I've never considered Livia, wife of Emperor Augustus, to be a very sympathetic figure. Popular culture tends to paint her as a cold, scheming woman but in Smith's hands, Livia is far more sympathetic, likable, and warm. As an enormous fan of Stephanie Dray's trilogy about Cleopatra's daughter, I pretty much thought I'd never like Livia. This book proves the power of a well-written novel: a reader, despite herself, can't resist a convincing main character and realistically articulated emotions and drama.
Opening in the 20s BC, I think, the novel is told by Livia at the end of her life. She begins with the event that shaped her life in many ways: the assassination of Julius Caesar. Her father marries her at 14 to a cousin to ensure his loyalty. And while Livia manages to make her marriage work, she is shocked by the attraction she feels for her family's enemy, Octavius -- Caesar's heir.
As Octavius wages a war of vengeance on those who betrayed his adoptive father, Livia struggles to hide her feelings for him. Still, they marry, under shocking circumstances, and Livia casts her lot with Octavius. As politically minded as he is, they make a powerful couple, and with her increased influence comes, unsurprisingly, controversy!
In Smith's hands, the complicated (and for me, unfamiliar) world of Roman politics and Octavius' reign becomes intimate, easy to understand, and deeply compelling. The Livia of cruel depravity and malicious machinations isn't seen here; instead, we have a young woman, deeply loyal to Rome and its citizens, passionate about improvement and urging her husband to be his best self.
This novel raced; Livia is a survivor, eyewitness to a tumultuous and violent time in Roman history. While the story isn't heavy with historical detail, there is a sense of place and era there, and Livia is an appealing heroine.
A great read; fans of ancient Rome will want this one, as well as those who are curious about Livia. This has some shocking drama and the promise of romance (without being an out-and-out romance), making it a lovely summer read -- deliciously escapist!
Amy Tan's The Joy Luck Club is turning 25. To celebrate, I'm giving away two copies of this classic novel: one hardcover from Penguin's Drop Caps series and one paperback from their Penguin Classic collection.
Halfway through this volume of short stories -- really wonderful. The second story, 'Reception', featuring a rundown Hanoi hotel and a young man who discovers a water-obsessed woman in one of the rooms, is just gorgeous -- reminiscent of A.S. Byatt. (Byatt's collection, Elementals, comes to mind.) So far, a strong recommendation -- can't wait to finish.
Full review here. Despite being a Josephine fangirl, I know very little about the Bonapartes and was excited to start this novel about the wife of Napoleon's brother Jerome.
Elizabeth 'Betsy' Patterson was a Baltimore belle determined to marry better than a merchant, and she does when she marries dashing, immature Jerome Bonaparte.
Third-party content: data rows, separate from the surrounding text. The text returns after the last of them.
// Window Filter and per-account keyword filter.

use chrono::{DateTime, Duration, Utc};

use crate::models::ContentItem;

/// Oldest publish time still inside the window.
pub fn window_start(reference_time: DateTime<Utc>, window_days: u32) -> DateTime<Utc> {
    reference_time - Duration::days(i64::from(window_days))
}

/// Whether `published_at` lies in `[reference_time - window_days, reference_time]`.
/// Exactly `window_days` ago is inside; anything after the reference time
/// is not.
pub fn in_window(
    published_at: DateTime<Utc>,
    reference_time: DateTime<Utc>,
    window_days: u32,
) -> bool {
    published_at >= window_start(reference_time, window_days) && published_at <= reference_time
}

/// Keep the items inside the window, preserving their order.
pub fn filter_window(
    items: Vec<ContentItem>,
    reference_time: DateTime<Utc>,
    window_days: u32,
) -> Vec<ContentItem> {
    items
        .into_iter()
        .filter(|item| in_window(item.published_at, reference_time, window_days))
        .collect()
}

/// Case-insensitive substring match against the caption or title. An empty
/// keyword list matches everything.
pub fn matches_keywords(item: &ContentItem, keywords: &[String]) -> bool {
    if keywords.is_empty() {
        return true;
    }
    let text = item.caption_or_title.to_lowercase();
    keywords
        .iter()
        .map(|k| k.trim().to_lowercase())
        .filter(|k| !k.is_empty())
        .any(|k| text.contains(&k))
}

pub fn filter_keywords(items: Vec<ContentItem>, keywords: &[String]) -> Vec<ContentItem> {
    if keywords.is_empty() {
        return items;
    }
    items
        .into_iter()
        .filter(|item| matches_keywords(item, keywords))
        .collect()
}
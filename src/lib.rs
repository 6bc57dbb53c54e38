// rivalscan: competitor content aggregation for Instagram and YouTube
//
// This is the library root. Each module corresponds to a stage of the
// analysis pipeline or one of its surfaces.

pub mod config;
pub mod error;
pub mod models;
pub mod output;
pub mod pipeline;
pub mod scoring;
pub mod sources;
pub mod status;
pub mod text;

#[cfg(feature = "web")]
pub mod web;
// POST /api/analyze/{source} — run the analysis pipeline synchronously.
//
// 200 OK with the Run Result for complete and partial runs.
// 503 Service Unavailable with the same body when the run was degraded.
// 409 Conflict if a run for this source is already in flight.
// 400 Bad Request if the analysis config or credentials are invalid.
// 500 Internal Server Error if the artifact could not be written.
//
// An optional `?as_of=<RFC 3339>` pins the reference time for
// reproducible runs.

use axum::extract::{Path, Query, State};
use axum::http::StatusCode;
use axum::response::{IntoResponse, Response};
use axum::Json;
use chrono::{DateTime, Utc};
use serde::Deserialize;
use tracing::{error, warn};

use crate::config::AnalysisConfig;
use crate::error::RunError;
use crate::models::RunStatus;
use crate::pipeline::aggregate::NoopObserver;
use crate::pipeline::{build_context, run_and_persist};
use crate::web::{api_error, parse_source, AppState};

#[derive(Deserialize, Default)]
pub struct AnalyzeQuery {
    pub as_of: Option<DateTime<Utc>>,
}

pub async fn run_analysis(
    State(state): State<AppState>,
    Path(source): Path<String>,
    Query(params): Query<AnalyzeQuery>,
) -> Response {
    let source = match parse_source(&source) {
        Ok(source) => source,
        Err(response) => return response,
    };

    let Some(_slot) = state.try_start(source) else {
        return api_error(
            StatusCode::CONFLICT,
            &format!("An analysis run for {source} is already in progress"),
        );
    };

    let analysis = match AnalysisConfig::load(&state.config.analysis_config_path) {
        Ok(analysis) => analysis,
        Err(e) => {
            warn!(error = %e, "Rejecting analysis request");
            return api_error(StatusCode::BAD_REQUEST, &e.to_string());
        }
    };

    let fixture = state
        .fixture_dir
        .as_ref()
        .map(|dir| dir.join(format!("{source}.json")));
    let ctx = match build_context(&state.config, &analysis, source, fixture.as_deref()) {
        Ok(ctx) => ctx,
        Err(e) => {
            warn!(error = %e, "Rejecting analysis request");
            return api_error(StatusCode::BAD_REQUEST, &format!("{e:#}"));
        }
    };

    let reference_time = params.as_of.unwrap_or_else(Utc::now);
    let artifact_path = state.config.artifact_path(source);

    match run_and_persist(&ctx, &artifact_path, reference_time, &NoopObserver).await {
        Ok(result) => {
            let status = match result.stats.status {
                RunStatus::Degraded => StatusCode::SERVICE_UNAVAILABLE,
                RunStatus::Complete | RunStatus::Partial => StatusCode::OK,
            };
            (status, Json(result)).into_response()
        }
        Err(RunError::ConfigInvalid(e)) => api_error(StatusCode::BAD_REQUEST, &e.to_string()),
        Err(e @ RunError::Write { .. }) => {
            error!(error = %e, "Failed to persist run result");
            api_error(StatusCode::INTERNAL_SERVER_ERROR, &e.to_string())
        }
    }
}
A teen who plays at war and loves to shop, Betsy very quickly realizes that the great passion Jerome feels for her is little comfort when Napoleon demands he abandon Betsy to marry a princess.
The events of Betsy Patterson's life were all new to me, so I spent a good deal of this novel gasping. It reads fast, very easily, although my e-book had a few frustrating errors ('reigns' for 'reins', that kind of thing). Otherwise, a fun and zippy read about a woman I'm eager to learn more about.
Full review here.
A very fun read -- what if, instead of getting sicker, in February 1821 Napoleon escaped from St. Helena and ended up in New Orleans? He petitions for asylum and promises Americans he wants to be an ordinary citizen. But the lure of empire is too much, and eventually -- humbly -- he accepts the call to liberate Mexico.
Selin's writing style isn't precisely 19th century but has some of that philosophical wordiness I associate with the era, and made the novel read delightfully. I found the situations felt rather credible, save for the inevitable meeting of Napoleon and Marie Laveau, but that didn't detract from my enjoyment.